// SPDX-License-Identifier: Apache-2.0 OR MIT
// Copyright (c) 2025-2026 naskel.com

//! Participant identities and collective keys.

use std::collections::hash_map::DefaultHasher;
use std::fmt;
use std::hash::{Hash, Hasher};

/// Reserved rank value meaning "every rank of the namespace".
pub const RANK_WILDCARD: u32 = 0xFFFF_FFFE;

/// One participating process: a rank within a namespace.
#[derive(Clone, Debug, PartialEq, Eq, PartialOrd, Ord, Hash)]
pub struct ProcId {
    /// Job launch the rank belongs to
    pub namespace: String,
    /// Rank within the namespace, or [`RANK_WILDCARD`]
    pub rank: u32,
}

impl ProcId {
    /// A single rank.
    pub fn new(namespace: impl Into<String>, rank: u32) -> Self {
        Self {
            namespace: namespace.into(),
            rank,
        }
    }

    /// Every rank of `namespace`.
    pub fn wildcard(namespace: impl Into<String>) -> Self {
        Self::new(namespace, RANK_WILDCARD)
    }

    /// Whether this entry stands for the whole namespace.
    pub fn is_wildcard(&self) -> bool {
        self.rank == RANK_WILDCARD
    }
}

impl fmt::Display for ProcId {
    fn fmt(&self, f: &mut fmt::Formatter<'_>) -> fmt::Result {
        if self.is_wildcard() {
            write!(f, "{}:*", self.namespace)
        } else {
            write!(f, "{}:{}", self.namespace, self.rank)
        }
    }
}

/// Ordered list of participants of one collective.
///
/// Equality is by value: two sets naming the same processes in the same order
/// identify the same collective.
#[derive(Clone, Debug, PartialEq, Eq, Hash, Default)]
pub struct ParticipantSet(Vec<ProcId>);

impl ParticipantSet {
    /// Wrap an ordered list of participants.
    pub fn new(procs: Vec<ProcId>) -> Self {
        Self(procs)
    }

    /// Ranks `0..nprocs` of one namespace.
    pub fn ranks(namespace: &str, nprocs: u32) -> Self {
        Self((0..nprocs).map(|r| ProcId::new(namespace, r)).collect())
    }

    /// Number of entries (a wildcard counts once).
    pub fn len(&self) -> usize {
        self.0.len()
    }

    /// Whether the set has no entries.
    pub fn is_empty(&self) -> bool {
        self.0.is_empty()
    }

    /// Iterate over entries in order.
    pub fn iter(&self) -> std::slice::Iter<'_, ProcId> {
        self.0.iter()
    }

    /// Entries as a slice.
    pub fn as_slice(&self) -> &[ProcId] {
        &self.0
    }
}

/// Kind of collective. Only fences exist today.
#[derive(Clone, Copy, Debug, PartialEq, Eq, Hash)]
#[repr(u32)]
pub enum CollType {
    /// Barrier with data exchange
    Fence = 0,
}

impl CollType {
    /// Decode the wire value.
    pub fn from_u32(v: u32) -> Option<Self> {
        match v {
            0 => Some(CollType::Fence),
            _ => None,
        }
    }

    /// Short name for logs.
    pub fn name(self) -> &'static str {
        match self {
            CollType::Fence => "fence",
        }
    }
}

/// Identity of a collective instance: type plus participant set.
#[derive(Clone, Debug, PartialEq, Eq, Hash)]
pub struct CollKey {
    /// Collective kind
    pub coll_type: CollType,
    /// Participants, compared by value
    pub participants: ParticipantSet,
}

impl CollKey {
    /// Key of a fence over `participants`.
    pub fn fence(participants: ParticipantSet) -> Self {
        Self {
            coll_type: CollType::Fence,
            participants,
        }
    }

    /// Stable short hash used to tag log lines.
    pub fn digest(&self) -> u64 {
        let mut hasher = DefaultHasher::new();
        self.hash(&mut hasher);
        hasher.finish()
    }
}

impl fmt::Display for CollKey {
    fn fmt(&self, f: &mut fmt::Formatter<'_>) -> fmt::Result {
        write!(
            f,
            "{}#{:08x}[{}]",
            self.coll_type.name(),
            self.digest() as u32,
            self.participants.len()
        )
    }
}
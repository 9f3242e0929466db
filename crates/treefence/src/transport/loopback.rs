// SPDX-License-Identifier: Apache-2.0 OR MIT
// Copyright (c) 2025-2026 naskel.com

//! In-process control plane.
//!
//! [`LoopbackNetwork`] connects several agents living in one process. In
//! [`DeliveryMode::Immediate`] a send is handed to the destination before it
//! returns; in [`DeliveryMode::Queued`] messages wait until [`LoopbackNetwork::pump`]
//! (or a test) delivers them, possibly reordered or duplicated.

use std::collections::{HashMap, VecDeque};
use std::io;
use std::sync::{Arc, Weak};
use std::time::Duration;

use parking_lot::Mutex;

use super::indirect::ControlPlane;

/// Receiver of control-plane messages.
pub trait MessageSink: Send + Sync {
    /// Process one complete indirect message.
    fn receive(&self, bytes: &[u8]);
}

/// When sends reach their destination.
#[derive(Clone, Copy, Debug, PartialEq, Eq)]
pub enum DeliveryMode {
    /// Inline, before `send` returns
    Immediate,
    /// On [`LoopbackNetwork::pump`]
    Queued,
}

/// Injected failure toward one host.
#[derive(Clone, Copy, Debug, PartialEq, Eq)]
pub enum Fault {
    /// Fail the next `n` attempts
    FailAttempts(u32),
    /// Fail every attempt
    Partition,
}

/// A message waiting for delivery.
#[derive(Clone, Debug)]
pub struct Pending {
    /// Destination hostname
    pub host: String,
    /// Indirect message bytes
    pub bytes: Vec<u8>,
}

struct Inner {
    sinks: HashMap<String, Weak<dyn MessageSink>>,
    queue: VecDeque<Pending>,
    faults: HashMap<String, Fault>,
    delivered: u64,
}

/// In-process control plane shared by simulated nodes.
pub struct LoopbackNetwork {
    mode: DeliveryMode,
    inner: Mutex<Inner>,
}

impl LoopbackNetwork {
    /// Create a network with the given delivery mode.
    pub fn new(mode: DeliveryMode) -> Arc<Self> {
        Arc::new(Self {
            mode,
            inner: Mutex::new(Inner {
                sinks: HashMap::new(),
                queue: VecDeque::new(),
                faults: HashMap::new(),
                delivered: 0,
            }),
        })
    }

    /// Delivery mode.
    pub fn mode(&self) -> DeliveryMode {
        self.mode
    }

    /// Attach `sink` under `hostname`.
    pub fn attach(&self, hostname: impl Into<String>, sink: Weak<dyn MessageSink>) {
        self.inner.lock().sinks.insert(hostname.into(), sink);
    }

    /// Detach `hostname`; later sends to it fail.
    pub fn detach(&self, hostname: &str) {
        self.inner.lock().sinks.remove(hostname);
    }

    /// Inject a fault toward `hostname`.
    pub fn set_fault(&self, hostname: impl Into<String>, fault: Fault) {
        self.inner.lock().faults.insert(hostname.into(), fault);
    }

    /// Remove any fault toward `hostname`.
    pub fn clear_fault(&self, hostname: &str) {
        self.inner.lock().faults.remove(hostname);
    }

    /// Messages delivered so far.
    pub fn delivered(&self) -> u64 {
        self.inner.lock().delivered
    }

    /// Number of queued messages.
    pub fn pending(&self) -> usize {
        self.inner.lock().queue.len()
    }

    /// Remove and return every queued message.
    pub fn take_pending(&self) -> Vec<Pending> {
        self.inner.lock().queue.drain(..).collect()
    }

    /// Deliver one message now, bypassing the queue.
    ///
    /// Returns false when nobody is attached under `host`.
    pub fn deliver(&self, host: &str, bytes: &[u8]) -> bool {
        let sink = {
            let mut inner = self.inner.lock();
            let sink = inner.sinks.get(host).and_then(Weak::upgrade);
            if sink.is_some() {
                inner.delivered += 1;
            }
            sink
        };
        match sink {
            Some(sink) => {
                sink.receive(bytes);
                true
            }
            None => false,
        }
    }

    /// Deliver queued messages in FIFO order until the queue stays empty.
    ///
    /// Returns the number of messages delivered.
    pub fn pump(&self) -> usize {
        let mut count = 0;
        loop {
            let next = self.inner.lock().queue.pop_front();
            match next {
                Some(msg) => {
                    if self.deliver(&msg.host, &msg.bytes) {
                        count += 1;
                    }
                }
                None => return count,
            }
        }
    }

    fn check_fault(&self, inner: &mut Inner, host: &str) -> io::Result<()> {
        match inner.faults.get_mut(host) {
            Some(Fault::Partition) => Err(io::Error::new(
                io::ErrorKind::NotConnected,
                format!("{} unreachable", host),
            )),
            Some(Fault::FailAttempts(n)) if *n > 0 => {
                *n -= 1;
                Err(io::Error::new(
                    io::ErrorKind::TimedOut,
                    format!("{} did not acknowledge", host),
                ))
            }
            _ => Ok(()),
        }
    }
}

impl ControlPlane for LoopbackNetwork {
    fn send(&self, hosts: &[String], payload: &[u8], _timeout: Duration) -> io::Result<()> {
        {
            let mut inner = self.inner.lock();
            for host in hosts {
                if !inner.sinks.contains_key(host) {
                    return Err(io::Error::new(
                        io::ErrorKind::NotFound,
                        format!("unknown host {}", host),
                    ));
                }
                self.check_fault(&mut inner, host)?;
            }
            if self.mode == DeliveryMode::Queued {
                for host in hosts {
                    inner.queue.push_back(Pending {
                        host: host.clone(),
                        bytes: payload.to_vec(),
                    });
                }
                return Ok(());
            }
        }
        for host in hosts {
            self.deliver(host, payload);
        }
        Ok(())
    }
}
==================================================
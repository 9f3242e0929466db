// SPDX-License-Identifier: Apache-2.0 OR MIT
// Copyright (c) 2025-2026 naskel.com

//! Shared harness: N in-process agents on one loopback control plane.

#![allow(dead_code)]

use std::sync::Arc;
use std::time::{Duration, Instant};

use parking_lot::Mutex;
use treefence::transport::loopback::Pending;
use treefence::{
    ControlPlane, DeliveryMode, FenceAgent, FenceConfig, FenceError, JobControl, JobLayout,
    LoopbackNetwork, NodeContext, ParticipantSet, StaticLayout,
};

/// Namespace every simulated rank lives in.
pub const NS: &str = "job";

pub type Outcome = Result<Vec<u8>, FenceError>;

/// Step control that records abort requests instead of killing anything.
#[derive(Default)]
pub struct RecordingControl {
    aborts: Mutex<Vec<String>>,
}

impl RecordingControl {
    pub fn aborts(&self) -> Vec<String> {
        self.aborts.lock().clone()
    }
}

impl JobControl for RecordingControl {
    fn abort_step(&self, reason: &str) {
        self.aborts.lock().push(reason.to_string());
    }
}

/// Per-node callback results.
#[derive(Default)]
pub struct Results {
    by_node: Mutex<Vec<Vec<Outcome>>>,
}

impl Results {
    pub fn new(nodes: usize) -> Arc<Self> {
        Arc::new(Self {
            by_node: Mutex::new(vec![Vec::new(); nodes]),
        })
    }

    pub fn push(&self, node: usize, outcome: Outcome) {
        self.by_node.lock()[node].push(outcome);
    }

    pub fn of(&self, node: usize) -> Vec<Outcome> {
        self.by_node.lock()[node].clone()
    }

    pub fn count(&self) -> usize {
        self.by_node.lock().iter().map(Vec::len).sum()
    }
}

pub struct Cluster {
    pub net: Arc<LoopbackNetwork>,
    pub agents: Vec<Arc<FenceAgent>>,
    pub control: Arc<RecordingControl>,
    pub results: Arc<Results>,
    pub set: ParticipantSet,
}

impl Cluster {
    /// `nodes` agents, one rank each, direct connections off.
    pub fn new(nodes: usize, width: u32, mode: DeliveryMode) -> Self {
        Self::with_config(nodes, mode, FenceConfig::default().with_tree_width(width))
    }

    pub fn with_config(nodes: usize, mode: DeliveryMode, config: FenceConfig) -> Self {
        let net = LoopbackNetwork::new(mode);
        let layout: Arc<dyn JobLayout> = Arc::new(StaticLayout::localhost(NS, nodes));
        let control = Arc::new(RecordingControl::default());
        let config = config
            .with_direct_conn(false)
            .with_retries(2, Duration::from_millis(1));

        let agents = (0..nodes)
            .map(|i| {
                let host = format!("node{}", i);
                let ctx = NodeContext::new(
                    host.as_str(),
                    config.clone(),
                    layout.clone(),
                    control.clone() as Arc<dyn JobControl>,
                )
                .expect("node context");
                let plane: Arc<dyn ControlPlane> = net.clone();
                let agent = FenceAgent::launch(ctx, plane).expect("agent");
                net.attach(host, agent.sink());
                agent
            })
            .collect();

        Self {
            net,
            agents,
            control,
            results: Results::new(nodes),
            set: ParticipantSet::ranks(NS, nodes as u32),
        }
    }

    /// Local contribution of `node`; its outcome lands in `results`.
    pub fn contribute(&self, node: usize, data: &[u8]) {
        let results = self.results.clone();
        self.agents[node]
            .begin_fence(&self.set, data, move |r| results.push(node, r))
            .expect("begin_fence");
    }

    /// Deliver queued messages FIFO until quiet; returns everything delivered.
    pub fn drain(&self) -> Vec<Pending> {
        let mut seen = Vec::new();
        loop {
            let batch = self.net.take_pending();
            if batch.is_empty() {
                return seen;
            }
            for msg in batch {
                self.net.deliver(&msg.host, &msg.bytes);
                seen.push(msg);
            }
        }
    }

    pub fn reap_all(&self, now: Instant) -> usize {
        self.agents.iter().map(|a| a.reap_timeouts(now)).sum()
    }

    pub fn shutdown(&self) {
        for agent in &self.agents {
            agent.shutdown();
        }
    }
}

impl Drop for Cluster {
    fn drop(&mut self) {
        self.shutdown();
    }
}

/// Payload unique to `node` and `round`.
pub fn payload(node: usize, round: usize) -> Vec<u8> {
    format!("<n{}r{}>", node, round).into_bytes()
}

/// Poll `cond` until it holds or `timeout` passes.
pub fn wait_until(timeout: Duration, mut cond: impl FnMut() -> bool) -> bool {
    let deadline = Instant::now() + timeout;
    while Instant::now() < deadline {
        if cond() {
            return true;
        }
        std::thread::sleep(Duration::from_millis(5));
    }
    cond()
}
==================================================
*Task to carry out*
Search the entries for the string "Mutex" and return each line where it turns up.

*Exercise answer*
use parking_lot::Mutex;
    inner: Mutex<Inner>,
            inner: Mutex::new(Inner {
use parking_lot::Mutex;
    aborts: Mutex<Vec<String>>,
    by_node: Mutex<Vec<Vec<Outcome>>>,
            by_node: Mutex::new(vec![Vec::new(); nodes]),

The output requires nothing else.